§ Prompt
Once you have read the listing, output it exactly and completely.

**** Source material

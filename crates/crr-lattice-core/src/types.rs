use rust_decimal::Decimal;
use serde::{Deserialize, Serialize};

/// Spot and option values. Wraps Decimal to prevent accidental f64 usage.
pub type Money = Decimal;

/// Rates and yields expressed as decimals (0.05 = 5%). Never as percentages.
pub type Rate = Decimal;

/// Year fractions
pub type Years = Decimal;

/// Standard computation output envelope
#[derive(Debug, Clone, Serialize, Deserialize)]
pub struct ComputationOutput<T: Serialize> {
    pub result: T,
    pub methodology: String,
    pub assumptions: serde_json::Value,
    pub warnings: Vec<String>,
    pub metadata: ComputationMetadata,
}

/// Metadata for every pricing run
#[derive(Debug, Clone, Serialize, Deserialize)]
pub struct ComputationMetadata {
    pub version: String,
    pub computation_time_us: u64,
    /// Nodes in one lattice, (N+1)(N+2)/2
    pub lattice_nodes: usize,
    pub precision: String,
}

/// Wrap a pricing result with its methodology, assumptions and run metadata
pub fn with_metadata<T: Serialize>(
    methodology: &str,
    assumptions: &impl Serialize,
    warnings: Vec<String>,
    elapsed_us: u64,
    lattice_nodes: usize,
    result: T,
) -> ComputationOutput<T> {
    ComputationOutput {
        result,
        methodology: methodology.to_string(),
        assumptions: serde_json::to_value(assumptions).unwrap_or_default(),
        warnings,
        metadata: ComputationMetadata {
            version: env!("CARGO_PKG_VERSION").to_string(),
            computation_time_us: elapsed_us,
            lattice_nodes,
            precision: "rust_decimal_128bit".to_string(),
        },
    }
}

********

§ Output for this task
filename crates/crr-lattice-core/src/types.rs
use rust_decimal::Decimal;
use serde::{Deserialize, Serialize};

/// Spot and option values. Wraps Decimal to prevent accidental f64 usage.
pub type Money = Decimal;

/// Rates and yields expressed as decimals (0.05 = 5%). Never as percentages.
pub type Rate = Decimal;

/// Year fractions
pub type Years = Decimal;

/// Standard computation output envelope
#[derive(Debug, Clone, Serialize, Deserialize)]
pub struct ComputationOutput<T: Serialize> {
    pub result: T,
    pub methodology: String,
    pub assumptions: serde_json::Value,
    pub warnings: Vec<String>,
    pub metadata: ComputationMetadata,
}

/// Metadata for every pricing run
#[derive(Debug, Clone, Serialize, Deserialize)]
pub struct ComputationMetadata {
    pub version: String,
    pub computation_time_us: u64,
    /// Nodes in one lattice, (N+1)(N+2)/2
    pub lattice_nodes: usize,
    pub precision: String,
}

/// Wrap a pricing result with its methodology, assumptions and run metadata
pub fn with_metadata<T: Serialize>(
    methodology: &str,
    assumptions: &impl Serialize,
    warnings: Vec<String>,
    elapsed_us: u64,
    lattice_nodes: usize,
    result: T,
) -> ComputationOutput<T> {
    ComputationOutput {
        result,
        methodology: methodology.to_string(),
        assumptions: serde_json::to_value(assumptions).unwrap_or_default(),
        warnings,
        metadata: ComputationMetadata {
            version: env!("CARGO_PKG_VERSION").to_string(),
            computation_time_us: elapsed_us,
            lattice_nodes,
            precision: "rust_decimal_128bit".to_string(),
        },
    }
}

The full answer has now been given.